Eine Verjüngungskur für die „Alte Villa“ - Umbau und Sanierung in mehreren Bauabschnitten für das gebäude in der Halle-Kassler-Straße 33

Die teilsanierte "Alte Villa" von der Halle-Kassler-Straße her gesehen. Vor dem Gebäude stehen einige Parkplätze zur Verfügung.
Arenshausen: Alte Villa | Sie ist den Arenshäusern ein fester Begriff, die so genannte „Alte Villa“ in der Halle-Kassler-Straße 33. Erbaut wurde das Haus durch die Familie Jung im Villenstil, weshalb auch der Spitzname zustande kam. Zu DDR-Zeiten beherbergte das Gebäude zunächst den Kindergarten, später zusätzlich auch noch die Kinderkrippe. Als nach der Wende in unmittelbarer Nachbarschaft der Villa ein Neubau für die Unterbringung des Kindergartens entstand, blieb nur die Kinderkrippe in dem Gebäude in der Halle-Kassler-Straße 33. 1996/97 kam dann jedoch aufgrund der im Zuge der geburtenschwachen Jahre stark zurück gegangenen Kinderzahl für die Krippeneinrichtung das „Aus“.

Rund ein Jahrzehnt stand die alte Villa leer, bevor die Gemeinde Arenshausen vor etwa vier Jahren wieder erste Sanierungsmaßnahmen einleitete. Zunächst wurde in die Abdichtung des Daches investiert.

In diesem Zuge entfernte man auch die zahlreichen Schornsteine (sieben bis acht Stück auf dem Gebäude). Es erfolgte eine Trockenlegung des bis dahin unter Feuchtigkeit leidenden Kellers.

Die Decken erhielten eine Verstärkung, und es wurde eine Innen-Isolation eingezogen. Das Haus erhielt neue Fenster, die sich von ihrer Form her wieder am ursprünglichen Villen-Stil orientieren.

Nach dem Abschluss der Baumaßnahmen an der ersten Etage konnte in dieser eine Physiotherapiepraxis Einzug halten. Im vergangenen Jahr wurden die Arbeiten an der zweiten Etage fortgesetzt, mit dem Ergebnis, dass das Geschoss seit 1. Januar diesen Jahres durch ein Kosmetikstudio genutzt werden kann.

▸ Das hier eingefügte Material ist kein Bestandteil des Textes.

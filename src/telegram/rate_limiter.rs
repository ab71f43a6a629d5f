//! Rate limiter for outgoing Telegram messages.
//!
//! Keeps sends at least `min_interval` apart and honours the
//! `retry_after` hint Telegram returns on flood errors.

use std::time::Duration;

use tokio::sync::Mutex;
use tokio::time::Instant;
use tracing::{debug, warn};

/// Rate limiter that enforces minimum intervals between operations.
#[derive(Debug)]
pub struct RateLimiter {
    /// Minimum duration between allowed operations.
    min_interval: Duration,

    /// Earliest moment the next operation may start.
    next_allowed: Mutex<Option<Instant>>,
}

impl RateLimiter {
    /// Creates a new rate limiter with the specified minimum interval.
    #[must_use]
    pub fn new(min_interval: Duration) -> Self {
        Self {
            min_interval,
            next_allowed: Mutex::new(None),
        }
    }

    /// Waits until an operation is allowed, then reserves the next slot.
    ///
    /// Returns the duration waited (0 if no wait was needed).
    pub async fn wait_and_acquire(&self) -> Duration {
        let mut next = self.next_allowed.lock().await;

        let wait_duration = next
            .map(|at| at.saturating_duration_since(Instant::now()))
            .unwrap_or_default();

        if !wait_duration.is_zero() {
            debug!("Rate limiter: waiting {:?} before next send", wait_duration);
            tokio::time::sleep(wait_duration).await;
        }

        *next = Some(Instant::now() + self.min_interval);
        wait_duration
    }

    /// Returns the time remaining until the next operation is allowed.
    pub async fn time_until_allowed(&self) -> Duration {
        self.next_allowed
            .lock()
            .await
            .map(|at| at.saturating_duration_since(Instant::now()))
            .unwrap_or_default()
    }

    /// Pushes the next allowed operation out by `retry_after_secs`.
    ///
    /// Does not sleep: the caller's next [`RateLimiter::wait_and_acquire`] does.
    pub async fn handle_flood_wait(&self, retry_after_secs: u32) {
        warn!("Flood wait from Telegram: {} seconds", retry_after_secs);

        let until = Instant::now() + Duration::from_secs(u64::from(retry_after_secs));
        let mut next = self.next_allowed.lock().await;
        if next.is_none_or(|at| at < until) {
            *next = Some(until);
        }
    }
}
//! Per-feed poll loop.
//!
//! Each feed gets its own [`FeedPoller`] task that owns the feed's state.
//! A cycle:
//! 1. Fetch the feed; on error, log and wait for the next tick
//! 2. On the first successful fetch, prime the state (unless announcing existing items)
//! 3. Work out the new items, oldest first
//! 4. Publish them one by one; stop at the first failure
//! 5. Save state if anything changed
//!
//! Cycles for one feed never overlap: the loop awaits a cycle before
//! looking at the timer or the message channel again.

use std::path::PathBuf;
use std::time::Duration;

use tokio::sync::mpsc;
use tokio::task::JoinHandle;
use tokio::time::{MissedTickBehavior, interval};
use tracing::{debug, error, info, warn};

use super::Notifier;
use crate::config::{DEFAULT_POLL_INTERVAL_SECS, MIN_POLL_INTERVAL_SECS};
use crate::feed::{FeedFetcher, FeedItem, FeedState};

/// Messages that can be sent to a poller.
#[derive(Debug, Clone)]
pub enum SchedulerMessage {
    /// Run a cycle now.
    TriggerUpdate,
    /// Stop the poller.
    Shutdown,
}

/// What a single poll cycle did.
#[derive(Debug, Clone, Copy, PartialEq, Eq)]
pub enum CycleOutcome {
    /// The feed could not be fetched; state untouched.
    FetchFailed,
    /// First fetch: existing items were recorded without announcing them.
    Primed { fetched: usize },
    /// Every new item was delivered.
    Completed { fetched: usize, delivered: usize },
    /// Delivery failed; `pending` items wait for the next cycle.
    Interrupted { delivered: usize, pending: usize },
}

impl CycleOutcome {
    /// Number of items delivered in the cycle.
    #[must_use]
    pub const fn delivered(&self) -> usize {
        match self {
            Self::Completed { delivered, .. } | Self::Interrupted { delivered, .. } => *delivered,
            Self::FetchFailed | Self::Primed { .. } => 0,
        }
    }

    const fn changed_state(&self) -> bool {
        matches!(self, Self::Primed { .. }) || self.delivered() > 0
    }
}

/// Polls one feed and announces its new items.
pub struct FeedPoller<N> {
    /// Feed id used in logs and for the state file.
    id: String,

    fetcher: FeedFetcher,

    state: FeedState,

    notifier: N,

    poll_interval: Duration,

    /// Where to save state after a change. `None` keeps it in memory.
    state_path: Option<PathBuf>,

    /// Announce items already present on the first fetch.
    announce_existing: bool,
}

impl<N: Notifier + 'static> FeedPoller<N> {
    /// Creates a new poller.
    #[must_use]
    pub fn new(id: impl Into<String>, fetcher: FeedFetcher, state: FeedState, notifier: N) -> Self {
        Self {
            id: id.into(),
            fetcher,
            state,
            notifier,
            poll_interval: Duration::from_secs(DEFAULT_POLL_INTERVAL_SECS),
            state_path: None,
            announce_existing: false,
        }
    }

    /// Sets the interval between cycles, never below [`MIN_POLL_INTERVAL_SECS`].
    #[must_use]
    pub fn with_poll_interval(mut self, interval: Duration) -> Self {
        self.poll_interval = interval.max(Duration::from_secs(MIN_POLL_INTERVAL_SECS));
        self
    }

    /// Saves state to `path` after every cycle that changes it.
    #[must_use]
    pub fn with_state_path(mut self, path: Option<PathBuf>) -> Self {
        self.state_path = path;
        self
    }

    /// Announces items already in the feed on its first fetch.
    #[must_use]
    pub const fn with_announce_existing(mut self, announce: bool) -> Self {
        self.announce_existing = announce;
        self
    }

    #[must_use]
    pub fn id(&self) -> &str {
        &self.id
    }

    #[must_use]
    pub const fn state(&self) -> &FeedState {
        &self.state
    }

    /// Runs the poll loop until shutdown.
    pub async fn run(mut self, mut rx: mpsc::Receiver<SchedulerMessage>) {
        info!(
            feed = %self.id,
            url = %self.fetcher.url(),
            "Poller started, interval {:?}",
            self.poll_interval
        );

        let mut poll_timer = interval(self.poll_interval);
        poll_timer.set_missed_tick_behavior(MissedTickBehavior::Delay);

        loop {
            tokio::select! {
                _ = poll_timer.tick() => {
                    self.poll_once().await;
                }
                msg = rx.recv() => {
                    match msg {
                        Some(SchedulerMessage::TriggerUpdate) => {
                            debug!(feed = %self.id, "Received trigger update message");
                            self.poll_once().await;
                            poll_timer.reset();
                        }
                        Some(SchedulerMessage::Shutdown) | None => {
                            info!(feed = %self.id, "Poller shutting down");
                            break;
                        }
                    }
                }
            }
        }
    }

    /// Spawns the poll loop on the runtime.
    #[must_use]
    pub fn spawn(self) -> PollerHandle {
        let (tx, rx) = mpsc::channel(8);
        let id = self.id.clone();
        let task = tokio::spawn(self.run(rx));
        PollerHandle { id, tx, task }
    }

    /// Runs one fetch-diff-publish cycle.
    pub async fn poll_once(&mut self) -> CycleOutcome {
        let items = match self.fetcher.fetch_items().await {
            Ok(items) => items,
            Err(e) => {
                warn!(feed = %self.id, error = %e, "Fetch failed, skipping cycle");
                return CycleOutcome::FetchFailed;
            }
        };
        let fetched = items.len();

        let outcome = if !self.state.is_primed() && !self.announce_existing {
            self.state.prime(&items);
            info!(
                feed = %self.id,
                "First fetch: {} existing items recorded as seen",
                fetched
            );
            CycleOutcome::Primed { fetched }
        } else {
            self.state.mark_primed();
            self.deliver(&items).await
        };

        if outcome.changed_state() {
            self.save_state();
        }

        outcome
    }

    async fn deliver(&mut self, items: &[FeedItem]) -> CycleOutcome {
        let fetched = items.len();
        let new_items = self.state.new_items(items);
        if new_items.is_empty() {
            debug!(feed = %self.id, fetched, "No new items");
            return CycleOutcome::Completed {
                fetched,
                delivered: 0,
            };
        }

        info!(feed = %self.id, "{} new item(s)", new_items.len());

        let total = new_items.len();
        for (delivered, item) in new_items.iter().enumerate() {
            match self.notifier.publish(item).await {
                Ok(()) => {
                    self.state.mark_delivered(&item.link);
                    debug!(feed = %self.id, link = %item.link, "Item delivered");
                }
                Err(e) => {
                    error!(
                        feed = %self.id,
                        link = %item.link,
                        error = %e,
                        "Failed to deliver item, will retry next cycle"
                    );
                    return CycleOutcome::Interrupted {
                        delivered,
                        pending: total - delivered,
                    };
                }
            }
        }

        CycleOutcome::Completed {
            fetched,
            delivered: total,
        }
    }

    fn save_state(&self) {
        let Some(path) = &self.state_path else {
            return;
        };

        if let Err(e) = self.state.to_persistent().save(path) {
            warn!(feed = %self.id, path = %path.display(), "Failed to save state: {}", e);
        }
    }
}

impl<N> std::fmt::Debug for FeedPoller<N> {
    fn fmt(&self, f: &mut std::fmt::Formatter<'_>) -> std::fmt::Result {
        f.debug_struct("FeedPoller")
            .field("id", &self.id)
            .field("poll_interval", &self.poll_interval)
            .field("state_path", &self.state_path)
            .finish_non_exhaustive()
    }
}

/// Handle to a spawned poller task.
#[derive(Debug)]
pub struct PollerHandle {
    id: String,
    tx: mpsc::Sender<SchedulerMessage>,
    task: JoinHandle<()>,
}

impl PollerHandle {
    #[must_use]
    pub fn id(&self) -> &str {
        &self.id
    }

    /// Asks the poller to run a cycle now.
    pub async fn trigger(&self) {
        if self.tx.send(SchedulerMessage::TriggerUpdate).await.is_err() {
            warn!(feed = %self.id, "Poller is no longer running");
        }
    }

    /// Stops the poller and waits for its current cycle to finish.
    pub async fn shutdown(self) {
        let _ = self.tx.send(SchedulerMessage::Shutdown).await;
        if let Err(e) = self.task.await {
            error!(feed = %self.id, "Poller task failed: {}", e);
        }
    }
}
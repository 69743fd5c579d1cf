// Copyright (c) 2025 OsPort Contributors
// SPDX-License-Identifier: Apache-2.0

//! Mutex support.
//!
//! A thin wrapper around the backend's native mutex (or its binary
//! semaphore, on kernels without a distinct mutex type).  This layer
//! neither adds nor removes recursion and priority inheritance: whatever
//! the backend provides is inherited, and documented per backend.
//!
//! Lock and unlock are separate calls here, matching the narrowest common
//! shape across kernels.  For an RAII guard that also owns the protected
//! data, see [`crate::sync::Mutex`].  Locking from interrupt context is a
//! programming error and is not checked at run time.

use core::fmt;

use crate::error::Result;
use crate::port::Kernel;
use crate::time::Wait;

/// An ownership token backed by the kernel's native object.
///
/// Created in the released state.
pub struct Mutex<K: Kernel> {
    item: K::Mutex,
}

impl<K: Kernel> Mutex<K> {
    /// Create a mutex in the released state.
    pub fn new() -> Result<Self> {
        Ok(Mutex {
            item: K::mutex_create()?,
        })
    }

    /// Acquire ownership, blocking as long as necessary.
    pub fn lock(&self) {
        // An unbounded lock cannot time out.
        let _ = K::mutex_lock(&self.item, Wait::Forever);
    }

    /// Try to acquire ownership without blocking.
    ///
    /// Returns `true` when the mutex was acquired.
    pub fn try_lock(&self) -> bool {
        K::mutex_lock(&self.item, Wait::Immediate)
    }

    /// Hand ownership back.
    ///
    /// Must be called by the task that holds the mutex; unlocking a mutex
    /// held by somebody else is a logic error with a backend-defined
    /// outcome.
    pub fn unlock(&self) {
        K::mutex_unlock(&self.item)
    }
}

impl<K: Kernel> fmt::Debug for Mutex<K> {
    fn fmt(&self, f: &mut fmt::Formatter<'_>) -> fmt::Result {
        write!(f, "sys::Mutex")
    }
}
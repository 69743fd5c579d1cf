// Copyright (c) 2025 OsPort Contributors
// SPDX-License-Identifier: Apache-2.0

//! Kernel backends.
//!
//! Everything above this module talks to the kernel through [`Kernel`]: a
//! capability set covering counting semaphores, events, mutexes, task
//! lifecycle, the scheduler bracket and the tick counter.  Each backend is
//! one implementation of the trait, and the build selects which one backs
//! the front-door aliases through the `port-*` cargo features; there is no
//! per-call backend dispatch at run time.
//!
//! With no `port-*` feature enabled the trait and the portable wrappers are
//! still available, for a kernel implemented outside this crate; only the
//! [`Active`] alias and the non-generic convenience functions disappear.

extern crate alloc;

use core::alloc::Layout;
use core::ffi::c_void;
use core::mem::MaybeUninit;
use core::ptr::NonNull;

use crate::error::Result;
use crate::time::{Tick, Wait};

#[cfg(feature = "port-hosted")]
pub mod hosted;
#[cfg(feature = "port-sim")]
pub mod sim;

#[cfg(any(feature = "port-hosted", feature = "port-sim"))]
pub(crate) mod host;
#[cfg(all(test, feature = "std"))]
pub(crate) mod mock;

/// The backend bound to the front-door aliases.
#[cfg(feature = "port-hosted")]
pub type Active = hosted::HostedKernel;

/// The backend bound to the front-door aliases.
#[cfg(all(feature = "port-sim", not(feature = "port-hosted")))]
pub type Active = sim::SimKernel;

/// A task entry routine.  Receives the opaque argument supplied at
/// creation.
pub type TaskCode = fn(arg: *mut c_void);

/// A resolved task-creation request, as handed to the backend.
///
/// Produced by [`Task::create`] after the entry override in
/// [`TaskParameters`] has been applied, so backends never see both entry
/// channels.
///
/// [`Task::create`]: crate::sys::thread::Task::create
/// [`TaskParameters`]: crate::sys::thread::TaskParameters
pub struct TaskSpec<'a> {
    /// Name forwarded to the kernel for debugging and tracing.
    pub name: &'a str,
    /// Entry routine.
    pub entry: TaskCode,
    /// Opaque argument passed to `entry`.
    pub arg: *mut c_void,
    /// Caller-owned stack, or `None` to request backend-managed
    /// allocation.
    pub stack: Option<&'static mut [MaybeUninit<u8>]>,
    /// Stack size in bytes; the buffer length takes over when `stack` is
    /// given.
    pub stack_size: usize,
    /// Scheduling priority; the accepted range is backend-defined.
    pub priority: i32,
}

/// The capability set a kernel backend provides.
///
/// All methods are associated functions: a backend is a type-level marker,
/// and its objects are the associated types.  Waits receive an already
/// classified [`Wait`]; the millisecond-to-tick policy lives in
/// [`crate::time`], not in the backends.
pub trait Kernel: Sized + 'static {
    /// Native tick rate in ticks per second.  1000 means ticks are
    /// milliseconds.
    const TICK_HZ: u32;

    /// Native counting-semaphore object.
    type Semaphore: Send + Sync;
    /// Native event object.  Kernels without an auto-reset primitive use
    /// their semaphore here and delegate to [`sem_event`].
    type Event: Send + Sync;
    /// Native mutex object.
    type Mutex: Send + Sync;
    /// Native task identifier.
    type TaskId: Copy + PartialEq + Send;

    /// Create a counting semaphore with the given initial count and count
    /// limit (`max > 0`, `initial <= max`).
    fn semaphore_create(initial: u32, max: u32) -> Result<Self::Semaphore>;
    /// Decrement the count.  Returns `true` on success, `false` when the
    /// wait bound elapsed first.
    fn semaphore_take(sem: &Self::Semaphore, wait: Wait) -> bool;
    /// Increment the count.  A give at the count limit is discarded.
    fn semaphore_give(sem: &Self::Semaphore);
    /// Increment the count from interrupt context.  Returns `true` when
    /// the give woke a task that should preempt the interrupted one, so
    /// the caller can request a reschedule when the interrupt returns.
    fn semaphore_give_from_isr(sem: &Self::Semaphore) -> bool;

    /// Create an event in the nonsignaled state.
    fn event_create() -> Result<Self::Event>;
    /// Move the event to the signaled state.
    fn event_set(event: &Self::Event);
    /// Signal the event from interrupt context.  Return value as in
    /// [`semaphore_give_from_isr`](Kernel::semaphore_give_from_isr).
    fn event_set_from_isr(event: &Self::Event) -> bool;
    /// Force the event to the nonsignaled state, whatever it was.
    fn event_reset(event: &Self::Event);
    /// Wait for the signaled state, consuming it on success so the next
    /// wait starts nonsignaled.
    fn event_wait(event: &Self::Event, wait: Wait) -> bool;

    /// Create a mutex in the released state.
    fn mutex_create() -> Result<Self::Mutex>;
    /// Acquire ownership.  Returns `false` only for bounded or immediate
    /// waits that did not obtain the mutex.
    fn mutex_lock(mutex: &Self::Mutex, wait: Wait) -> bool;
    /// Hand ownership back.
    fn mutex_unlock(mutex: &Self::Mutex);

    /// Create and start a task.  Failures are reported, never retried.
    fn task_create(spec: TaskSpec<'_>) -> Result<Self::TaskId>;
    /// Terminate another task.  Teardown is asynchronous from the caller's
    /// perspective.
    fn task_delete(id: Self::TaskId);
    /// Terminate the calling task.
    fn task_exit() -> !;
    /// Give up the remainder of the current time slice without blocking.
    fn task_yield();
    /// Block the calling task for at least `ticks`.
    fn task_sleep(ticks: Tick);

    /// Suspend preemption process-wide.  Nests; every call needs a
    /// matching [`sched_unlock`](Kernel::sched_unlock).
    fn sched_lock();
    /// Undo one level of [`sched_lock`](Kernel::sched_lock).
    fn sched_unlock();
    /// Monotonic tick count since kernel start.
    fn tick_count() -> Tick;

    /// Allocate from the process heap with preemption suspended.
    ///
    /// The bracket makes the heap safe on kernels whose allocator is not
    /// reentrant across preemption.  A backend whose heap is already
    /// reentrant overrides this to skip the bracket.
    fn mem_alloc(size: usize) -> Option<NonNull<u8>> {
        let layout = heap_layout(size)?;
        Self::sched_lock();
        // SAFETY: layout has non-zero size.
        let ptr = unsafe { alloc::alloc::alloc(layout) };
        Self::sched_unlock();
        NonNull::new(ptr)
    }

    /// Return a block obtained from [`mem_alloc`](Kernel::mem_alloc),
    /// with the same `size`.
    fn mem_free(ptr: NonNull<u8>, size: usize) {
        let Some(layout) = heap_layout(size) else {
            return;
        };
        Self::sched_lock();
        // SAFETY: the pointer came from mem_alloc with this layout.
        unsafe { alloc::alloc::dealloc(ptr.as_ptr(), layout) };
        Self::sched_unlock();
    }
}

/// Heap blocks are handed out max-aligned, like the C allocator this
/// stands in for.
const HEAP_ALIGN: usize = 16;

pub(crate) fn heap_layout(size: usize) -> Option<Layout> {
    if size == 0 {
        return None;
    }
    Layout::from_size_align(size, HEAP_ALIGN).ok()
}

pub mod sem_event {
    //! Auto-reset events emulated over a counting semaphore.
    //!
    //! Kernels without a native pulse primitive fall back to a counting
    //! semaphore: `set` gives, and a successful wait drains the count back
    //! to zero with non-blocking takes before reporting success.  The drain
    //! is only ever run by the single task that just consumed the signal,
    //! which is what makes the loop safe.  It must not be run by several
    //! consumers of the same event concurrently.

    use super::Kernel;
    use crate::error::Result;
    use crate::time::Wait;

    /// Create the backing semaphore, nonsignaled.
    pub fn create<K: Kernel>() -> Result<K::Semaphore> {
        K::semaphore_create(0, u32::MAX)
    }

    /// Signal the event.
    pub fn set<K: Kernel>(sem: &K::Semaphore) {
        K::semaphore_give(sem);
    }

    /// Signal the event from interrupt context.
    pub fn set_from_isr<K: Kernel>(sem: &K::Semaphore) -> bool {
        K::semaphore_give_from_isr(sem)
    }

    /// Force the event to nonsignaled, however many signals are pending.
    pub fn reset<K: Kernel>(sem: &K::Semaphore) {
        while K::semaphore_take(sem, Wait::Immediate) {}
    }

    /// Wait for a signal, then consume every pending signal so the next
    /// wait starts nonsignaled.
    pub fn wait<K: Kernel>(sem: &K::Semaphore, wait: Wait) -> bool {
        if K::semaphore_take(sem, wait) {
            reset::<K>(sem);
            true
        } else {
            false
        }
    }
}

#[cfg(all(test, feature = "std"))]
mod tests {
    use super::mock::MockKernel;
    use super::{sem_event, Kernel};
    use crate::time::Wait;

    #[test]
    fn drain_consumes_every_pending_signal() {
        let sem = sem_event::create::<MockKernel>().unwrap();
        sem_event::set::<MockKernel>(&sem);
        sem_event::set::<MockKernel>(&sem);
        sem_event::set::<MockKernel>(&sem);
        assert!(sem_event::wait::<MockKernel>(&sem, Wait::Immediate));
        // Every earlier signal was drained by the successful wait.
        assert!(!sem_event::wait::<MockKernel>(&sem, Wait::Immediate));
    }

    #[test]
    fn reset_forces_nonsignaled() {
        let sem = sem_event::create::<MockKernel>().unwrap();
        sem_event::set::<MockKernel>(&sem);
        sem_event::reset::<MockKernel>(&sem);
        assert!(!sem_event::wait::<MockKernel>(&sem, Wait::Immediate));
    }

    #[test]
    fn default_heap_bracket_allocates_and_frees() {
        let ptr = MockKernel::mem_alloc(64).expect("allocation should succeed");
        // The block is writable for its full length.
        unsafe {
            core::ptr::write_bytes(ptr.as_ptr(), 0xa5, 64);
        }
        MockKernel::mem_free(ptr, 64);
        assert_eq!(MockKernel::sched_depth(), 0);
    }

    #[test]
    fn zero_size_allocation_is_rejected() {
        assert!(MockKernel::mem_alloc(0).is_none());
    }
}
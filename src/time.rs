// Copyright (c) 2025 OsPort Contributors
// SPDX-License-Identifier: Apache-2.0

//! Time units for the portable layer.
//!
//! Callers express durations in milliseconds; backends count in whatever
//! tick their kernel uses.  The [`Timeout`] type carries the caller's bound
//! and [`Timeout::classify`] turns it into exactly one of the three forms a
//! wait can take: don't block, block for a bounded number of native ticks,
//! or block without bound.  Every wait operation of every primitive goes
//! through this classification, so the three-way contract is identical no
//! matter which backend is active.
//!
//! The millisecond-to-tick conversion rounds *up*.  A bounded wait promises to
//! wait at least as long as requested; on a backend whose tick is coarser
//! than a millisecond, rounding down would silently turn a small positive
//! bound into a non-blocking attempt.

use core::fmt;

/// Native tick count of a backend.
pub type Tick = u64;

/// Millisecond duration used across the portable API.
pub type Duration = fugit::MillisDurationU32;

/// Millisecond instant measured from kernel start.
pub type Instant = fugit::Instant<u64, 1, 1000>;

/// Do not block: attempt the operation once and return immediately.
#[derive(Clone, Copy, Default, Debug)]
pub struct NoWait;

/// Block with no time bound.
#[derive(Clone, Copy, Default, Debug)]
pub struct Forever;

/// A caller-supplied bound on a blocking operation.
///
/// Built via `Into<Timeout>` from [`NoWait`], [`Forever`], or a
/// [`Duration`].  A zero duration is the same thing as [`NoWait`]: attempt
/// once, return immediately.
#[derive(Clone, Copy, PartialEq, Eq)]
pub enum Timeout {
    /// Attempt once and return immediately.
    NoWait,
    /// Block at most this long.
    Bounded(Duration),
    /// Block until the operation completes.
    Forever,
}

impl fmt::Debug for Timeout {
    fn fmt(&self, f: &mut fmt::Formatter<'_>) -> fmt::Result {
        match self {
            Timeout::NoWait => write!(f, "Timeout::NoWait"),
            Timeout::Bounded(d) => write!(f, "Timeout::Bounded({} ms)", d.to_millis()),
            Timeout::Forever => write!(f, "Timeout::Forever"),
        }
    }
}

impl From<NoWait> for Timeout {
    fn from(_: NoWait) -> Timeout {
        Timeout::NoWait
    }
}

impl From<Forever> for Timeout {
    fn from(_: Forever) -> Timeout {
        Timeout::Forever
    }
}

impl From<Duration> for Timeout {
    fn from(value: Duration) -> Timeout {
        if value.ticks() == 0 {
            Timeout::NoWait
        } else {
            Timeout::Bounded(value)
        }
    }
}

/// A classified wait bound, in the backend's native tick unit.
///
/// This is what backends receive; a kernel with a single "wait n ticks"
/// call maps [`Wait::Immediate`] and [`Wait::Forever`] onto that call's
/// zero-tick and unbounded forms.
#[derive(Clone, Copy, PartialEq, Eq, Debug)]
pub enum Wait {
    /// Attempt once, never block.
    Immediate,
    /// Block at most this many ticks (always non-zero).
    Ticks(Tick),
    /// Block until the operation completes.
    Forever,
}

impl Timeout {
    /// Classify this bound for a backend running at `tick_hz` ticks per
    /// second.
    pub fn classify(self, tick_hz: u32) -> Wait {
        match self {
            Timeout::NoWait => Wait::Immediate,
            Timeout::Forever => Wait::Forever,
            Timeout::Bounded(d) => Wait::Ticks(ms_to_ticks(d.to_millis(), tick_hz)),
        }
    }
}

/// Convert milliseconds to native ticks, rounding up.
///
/// The result is never zero for a non-zero input, preserving the "wait at
/// least this long" contract on coarse-tick backends.
pub const fn ms_to_ticks(ms: u32, tick_hz: u32) -> Tick {
    ((ms as u64) * (tick_hz as u64)).div_ceil(1000)
}

/// Convert native ticks to milliseconds, rounding down.
pub const fn ticks_to_ms(ticks: Tick, tick_hz: u32) -> u64 {
    ticks * 1000 / (tick_hz as u64)
}

#[cfg(test)]
mod tests {
    use super::*;

    #[test]
    fn zero_duration_is_no_wait() {
        assert_eq!(Timeout::from(Duration::millis(0)), Timeout::NoWait);
    }

    #[test]
    fn classification_is_three_way() {
        assert_eq!(Timeout::from(NoWait).classify(1000), Wait::Immediate);
        assert_eq!(Timeout::from(Forever).classify(1000), Wait::Forever);
        assert_eq!(
            Timeout::from(Duration::millis(25)).classify(1000),
            Wait::Ticks(25)
        );
    }

    #[test]
    fn conversion_rounds_up_on_coarse_ticks() {
        // 100 Hz tick: 10 ms per tick.
        assert_eq!(ms_to_ticks(1, 100), 1);
        assert_eq!(ms_to_ticks(10, 100), 1);
        assert_eq!(ms_to_ticks(11, 100), 2);
        assert_eq!(ms_to_ticks(0, 100), 0);
    }

    #[test]
    fn conversion_is_identity_at_millisecond_ticks() {
        assert_eq!(ms_to_ticks(5, 1000), 5);
        assert_eq!(ticks_to_ms(5, 1000), 5);
    }

    #[test]
    fn ticks_to_ms_rounds_down() {
        assert_eq!(ticks_to_ms(1, 3), 333);
        assert_eq!(ticks_to_ms(3, 3), 1000);
    }

    #[test]
    fn bounded_classification_uses_the_rounding_rule() {
        assert_eq!(
            Timeout::from(Duration::millis(15)).classify(100),
            Wait::Ticks(2)
        );
    }
}
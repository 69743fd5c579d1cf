// Copyright (c) 2025 OsPort Contributors
// SPDX-License-Identifier: Apache-2.0

//! Slot identifier allocation for table-addressed kernels.
//!
//! Some kernels never hand back an object handle: the platform supplies a
//! pre-sized object table and every call names its object by slot index.  A
//! backend built on such a kernel owns one [`IdAllocator`] per table and
//! claims an identifier before each object it creates.
//!
//! Allocation can race between task context and interrupt context, so both
//! operations run inside an interrupt-excluding critical section.  On
//! hosted targets the `critical-section` `std` implementation degrades this
//! to a process-global lock, which is sufficient there.

use core::cell::RefCell;

use critical_section::Mutex;

/// A fixed-capacity identifier table.
///
/// At most one live object holds a given identifier at a time.  Exhaustion
/// is reported as `None`, never by silently reusing a slot.
pub struct IdAllocator<const N: usize> {
    slots: Mutex<RefCell<[bool; N]>>,
}

impl<const N: usize> IdAllocator<N> {
    /// Create an empty table.
    ///
    /// The capacity must fit the one-byte identifier space.
    pub const fn new() -> Self {
        assert!(N > 0 && N <= 255);
        IdAllocator {
            slots: Mutex::new(RefCell::new([false; N])),
        }
    }

    /// Claim the first free identifier.
    ///
    /// Returns `None` when the table is exhausted.
    pub fn allocate(&self) -> Option<u8> {
        critical_section::with(|cs| {
            let mut slots = self.slots.borrow_ref_mut(cs);
            let id = slots.iter().position(|used| !used)?;
            slots[id] = true;
            Some(id as u8)
        })
    }

    /// Release a previously allocated identifier.
    ///
    /// Out-of-range identifiers are ignored, and releasing an already free
    /// slot is harmless, so callers do not need to track whether a release
    /// already happened.
    pub fn release(&self, id: u8) {
        if (id as usize) < N {
            critical_section::with(|cs| {
                self.slots.borrow_ref_mut(cs)[id as usize] = false;
            });
        }
    }
}

impl<const N: usize> Default for IdAllocator<N> {
    fn default() -> Self {
        Self::new()
    }
}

Das Gebäude verfügt nun über eine moderne Heizunganlage. In einem zukünftigen nächsten Bauabschnitt wäre die Wohnung im Dachgeschoss an der Reihe. Für die neuen Fenster sowie die zum Teil sanierte Außenfassade gab es Fördermittel, den Rest stemmte die Gemeinde aus eigenen Mitteln.

Bei Verfügung über die nötigen finanziellen Mittel werden in diesem Jahr noch die Sanierung der restlichen Außenflächen des Gebäudes sowie der Umbau des Verbindungstraktes zum Kindergarten in Angriff genommen.